In [2]:
# Project: use different statistical testing to validate hypotheses 
# FetchMaker’s mission is to match up prospective dog owners with their perfect pet. 

In [27]:
import numpy as np
import pandas as pd
from scipy.stats import ttest_1samp, binom_test, f_oneway, chi2_contingency
from statsmodels.stats.multicomp import pairwise_tukeyhsd
from IPython.core.interactiveshell import InteractiveShell
InteractiveShell.ast_node_interactivity = "all"

In [28]:
dogs = pd.read_csv("Micro project in Python- Hypothesis Testing SciPy_Dataset.csv")
#print(dogs)

In [29]:
# Define the function to retrieve dog attributes 
def get_attribute(breed, attribute):
  if breed in dogs.breed.unique():
    if attribute in dogs.columns:
        return dogs[dogs["breed"] == breed][attribute]
    else:
      raise NameError('Attribute {} does not exist.'.format(attribute))
  else:
    raise NameError('Breed {} does not exist.'.format(breed))

In [30]:
# Define the sub-functions to retrieve different attributes 
def get_weight(breed):
  return get_attribute(breed, 'weight')
  
def get_tail_length(breed):
  return get_attribute(breed, 'tail_length')

def get_color(breed):
    return get_attribute(breed, 'color')

def get_age(breed):
    return get_attribute(breed, 'age')

def get_is_rescue(breed):
    return get_attribute(breed, 'is_rescue')

def get_likes_children(breed):
    return get_attribute(breed, 'likes_children')

def get_is_hypoallergenic(breed):
    return get_attribute(breed, "is_hypoallergenic")

def get_name(breed):
    return get_attribute(breed, "name")

In [31]:
# 1 Sample T-Testing: compares a sample mean to a hypothetical population mean. 
# It answers the question “What is the probability that the sample came from a distribution with the desired mean?”

# we know the average tail length for rottweiler bread is 4cm. We want to compares our sample mean to a hypothetical population mean (4cm). 
# The null hypothesis states that there is no significant difference: “The set of samples belongs to a population with the target mean”. 
# The alternative hypothesis assumes that some difference exists between two means.

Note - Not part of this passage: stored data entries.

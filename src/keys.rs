// Copyright (c) 2025 - Cowboy AI, Inc.
//! Key Composer
//!
//! Pure functions mapping aggregate identifiers to primary keys and
//! secondary-index keys of the two state tables. No I/O.
//!
//! ```text
//! platform-states                        token-generation-states
//! ───────────────                        ───────────────────────
//! PURPOSE#<purposeId>                    CLIENTKIDPURPOSE#<clientId>#<kid>#<purposeId>
//! AGREEMENT#<agreementId>                CLIENTKID#<clientId>#<kid>
//! ESERVICEDESCRIPTOR#<eserviceId>#<descriptorId>
//! CLIENT#<clientId>
//! ```
//!
//! Composite index keys join their parts with `#`.

use uuid::Uuid;

const PURPOSE_PREFIX: &str = "PURPOSE";
const AGREEMENT_PREFIX: &str = "AGREEMENT";
const DESCRIPTOR_PREFIX: &str = "ESERVICEDESCRIPTOR";
const CLIENT_PREFIX: &str = "CLIENT";
const CLIENT_KID_PURPOSE_PREFIX: &str = "CLIENTKIDPURPOSE";
const CLIENT_KID_PREFIX: &str = "CLIENTKID";

pub const SEPARATOR: char = '#';

pub fn platform_purpose_pk(purpose_id: Uuid) -> String {
    format!("{}#{}", PURPOSE_PREFIX, purpose_id)
}

pub fn platform_agreement_pk(agreement_id: Uuid) -> String {
    format!("{}#{}", AGREEMENT_PREFIX, agreement_id)
}

pub fn platform_descriptor_pk(eservice_id: Uuid, descriptor_id: Uuid) -> String {
    format!("{}#{}#{}", DESCRIPTOR_PREFIX, eservice_id, descriptor_id)
}

pub fn platform_client_pk(client_id: Uuid) -> String {
    format!("{}#{}", CLIENT_PREFIX, client_id)
}

/// Fan-out row of a consumer client bound to a purpose
pub fn token_client_kid_purpose_pk(client_id: Uuid, kid: &str, purpose_id: Uuid) -> String {
    format!(
        "{}#{}#{}#{}",
        CLIENT_KID_PURPOSE_PREFIX, client_id, kid, purpose_id
    )
}

/// Fan-out row of an api client, or of a consumer client without purposes
pub fn token_client_kid_pk(client_id: Uuid, kid: &str) -> String {
    format!("{}#{}#{}", CLIENT_KID_PREFIX, client_id, kid)
}

/// Grouping key shared by agreements of one consumer on one e-service
pub fn consumer_eservice_key(consumer_id: Uuid, eservice_id: Uuid) -> String {
    format!("{}#{}", consumer_id, eservice_id)
}

pub fn eservice_descriptor_key(eservice_id: Uuid, descriptor_id: Uuid) -> String {
    format!("{}#{}", eservice_id, descriptor_id)
}

pub fn client_purpose_key(client_id: Uuid, purpose_id: Uuid) -> String {
    format!("{}#{}", client_id, purpose_id)
}

/// Components of a token-generation-states primary key
#[derive(Debug, Clone, PartialEq, Eq)]
pub struct TokenEntryKey {
    pub client_id: Uuid,
    pub kid: String,
    pub purpose_id: Option<Uuid>,
}

/// Split a token-generation-states primary key back into its parts
pub fn parse_token_pk(pk: &str) -> Option<TokenEntryKey> {
    let (prefix, rest) = pk.split_once(SEPARATOR)?;
    let (client, rest) = rest.split_once(SEPARATOR)?;
    let client_id = Uuid::parse_str(client).ok()?;

    match prefix {
        CLIENT_KID_PURPOSE_PREFIX => {
            let (kid, purpose) = rest.rsplit_once(SEPARATOR)?;
            if kid.is_empty() {
                return None;
            }
            Some(TokenEntryKey {
                client_id,
                kid: kid.to_string(),
                purpose_id: Some(Uuid::parse_str(purpose).ok()?),
            })
        }
        CLIENT_KID_PREFIX if !rest.is_empty() => Some(TokenEntryKey {
            client_id,
            kid: rest.to_string(),
            purpose_id: None,
        }),
        _ => None,
    }
}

# Interpretation: Statistical significance is determined by looking at the p-value. 
# The p-value gives the probability of observing the test results under the null hypothesis. 
# The lower the p-value, the lower the probability of obtaining a result like the one that was observed if the null hypothesis was true. 
# Thus, a low p-value indicates decreased support for the null hypothesis. However, the possibility that the null hypothesis is true and that we simply obtained a very rare result can never be ruled out completely. 
# The cutoff value for determining statistical significance is usually a value of .05 or less is chosen. 
# This corresponds to a 5% (or less) chance of obtaining a result like the one that was observed if the null hypothesis was true.


In [36]:
# 1 Sample T-Testing
rottweiler_tl = get_tail_length("rottweiler")
#print rottweiler_tl
r_m = np.mean(rottweiler_tl)
#print r_m
tval, pval = ttest_1samp(rottweiler_tl, 4)
print(pval)
#print(np.std(rottweiler_tl))
#print("P-value")
print("1 Sample T-Testing:") 
print("P-value is {}. Therefore, the null hypothesis is likely true. In other words, there is no significant difference: “The set of samples belongs to a population with the target mean.” ".format(round(pval,2)))

0.2579725931822169
1 Sample T-Testing:
P-value is 0.26. Therefore, the null hypothesis is likely true. In other words, there is no significant difference: “The set of samples belongs to a population with the target mean.”